How to Motivate an A Player
What motivates an A Player?
One thing great about A Players is the leader does not have to motivate them. In fact, they are self-motivated. A Players truly work for passion. They find purpose in the process itself. They are not coin operated. They focus on satisfying customers, making better products, and you know what? The money follows! In fact it flows much more freely than if they had focused on the money.
“A Players are self-motivated, work for passion, and find purpose in the process itself.” -Rick Crossland
Throughout the book, you reference ethics, morals, and character. You also talk about leaders with some big personal failings. Why do so many people fall into these traps? How do you guard against it?

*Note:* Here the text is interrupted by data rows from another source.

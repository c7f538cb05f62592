//! Dynamically typed value representation

use std::fmt;
use std::rc::Rc;

use crate::function::Function;
use crate::object::Object;

/// A dynamically typed value.
///
/// Primitives compare by value; objects and functions compare by
/// identity (same heap allocation), which is the comparison the advice
/// engine relies on to tell an own method slot from an inherited one.
#[derive(Clone)]
pub enum Value {
    /// Absent value; also what a slot read yields for a missing entry
    Undefined,
    /// Boolean
    Bool(bool),
    /// 64-bit signed integer
    Int(i64),
    /// 64-bit float
    Float(f64),
    /// Immutable shared string
    Str(Rc<str>),
    /// Object reference
    Object(Object),
    /// Callable function value
    Function(Function),
}

impl Value {
    /// Create an integer value.
    pub fn int(v: i64) -> Self {
        Value::Int(v)
    }

    /// Create a string value.
    pub fn str(v: impl Into<Rc<str>>) -> Self {
        Value::Str(v.into())
    }

    /// True if this is `Undefined`.
    pub fn is_undefined(&self) -> bool {
        matches!(self, Value::Undefined)
    }

    /// The integer payload, if this is an `Int`.
    pub fn as_int(&self) -> Option<i64> {
        match self {
            Value::Int(v) => Some(*v),
            _ => None,
        }
    }

    /// The boolean payload, if this is a `Bool`.
    pub fn as_bool(&self) -> Option<bool> {
        match self {
            Value::Bool(v) => Some(*v),
            _ => None,
        }
    }

    /// The string payload, if this is a `Str`.
    pub fn as_str(&self) -> Option<&str> {
        match self {
            Value::Str(v) => Some(v),
            _ => None,
        }
    }

    /// The object reference, if this is an `Object`.
    pub fn as_object(&self) -> Option<&Object> {
        match self {
            Value::Object(o) => Some(o),
            _ => None,
        }
    }

    /// The function reference, if this is a `Function`.
    pub fn as_function(&self) -> Option<&Function> {
        match self {
            Value::Function(f) => Some(f),
            _ => None,
        }
    }

    /// Short name of the value's runtime type, for error messages.
    pub fn type_name(&self) -> &'static str {
        match self {
            Value::Undefined => "undefined",
            Value::Bool(_) => "bool",
            Value::Int(_) => "int",
            Value::Float(_) => "float",
            Value::Str(_) => "string",
            Value::Object(_) => "object",
            Value::Function(_) => "function",
        }
    }
}

impl PartialEq for Value {
    fn eq(&self, other: &Self) -> bool {
        match (self, other) {
            (Value::Undefined, Value::Undefined) => true,
            (Value::Bool(a), Value::Bool(b)) => a == b,
            (Value::Int(a), Value::Int(b)) => a == b,
            (Value::Float(a), Value::Float(b)) => a == b,
            (Value::Str(a), Value::Str(b)) => a == b,
            (Value::Object(a), Value::Object(b)) => a.ptr_eq(b),
            (Value::Function(a), Value::Function(b)) => a.ptr_eq(b),
            _ => false,
        }
    }
}

impl fmt::Debug for Value {
    fn fmt(&self, f: &mut fmt::Formatter<'_>) -> fmt::Result {
        match self {
            Value::Undefined => write!(f, "Undefined"),
            Value::Bool(v) => write!(f, "Bool({v})"),
            Value::Int(v) => write!(f, "Int({v})"),
            Value::Float(v) => write!(f, "Float({v})"),
            Value::Str(v) => write!(f, "Str({v:?})"),
            Value::Object(o) => write!(f, "Object(#{})", o.id()),
            Value::Function(func) => fmt::Debug::fmt(func, f),
        }
    }
}

impl fmt::Display for Value {
    fn fmt(&self, f: &mut fmt::Formatter<'_>) -> fmt::Result {
        match self {
            Value::Undefined => write!(f, "undefined"),
            Value::Bool(v) => write!(f, "{v}"),
            Value::Int(v) => write!(f, "{v}"),
            Value::Float(v) => write!(f, "{v}"),
            Value::Str(v) => write!(f, "{v}"),
            Value::Object(o) => write!(f, "[object #{}]", o.id()),
            Value::Function(_) => write!(f, "[function]"),
        }
    }
}

#[cfg(test)]
mod tests {
    use super::*;
    use crate::error::CallResult;

    #[test]
    fn test_primitive_equality() {
        assert_eq!(Value::Int(3), Value::Int(3));
        assert_ne!(Value::Int(3), Value::Int(4));
        assert_ne!(Value::Int(3), Value::Float(3.0));
        assert_eq!(Value::str("a"), Value::str("a"));
        assert_eq!(Value::Undefined, Value::Undefined);
    }

    #[test]
    fn test_reference_equality_is_identity() {
        let a = Object::new();
        let b = Object::new();
        assert_eq!(Value::Object(a.clone()), Value::Object(a.clone()));
        assert_ne!(Value::Object(a), Value::Object(b));

        let f = Function::native(|_, _| -> CallResult { Ok(Value::Undefined) });
        let g = Function::native(|_, _| -> CallResult { Ok(Value::Undefined) });
        assert_eq!(Value::Function(f.clone()), Value::Function(f.clone()));
        assert_ne!(Value::Function(f), Value::Function(g));
    }

    #[test]
    fn test_accessors() {
        assert_eq!(Value::Int(7).as_int(), Some(7));
        assert_eq!(Value::Bool(true).as_bool(), Some(true));
        assert_eq!(Value::str("hi").as_str(), Some("hi"));
        assert_eq!(Value::Undefined.as_int(), None);
        assert!(Value::Undefined.is_undefined());
        assert_eq!(Value::Int(0).type_name(), "int");
    }
}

So many people fall into poor ethics and moral character for a few reasons. One is that their environment lets them get away with it. I’d recommend you put your antenna up this week and see how many times people in your organization tell and get away with white lies or half-truths. Odds are you will be startled by what you find. Now the question is, are you holding them accountable to clean up their act? The other root cause is that people suffer from hubris. Many folks just don’t think the rules apply to them, or they think they won’t get caught.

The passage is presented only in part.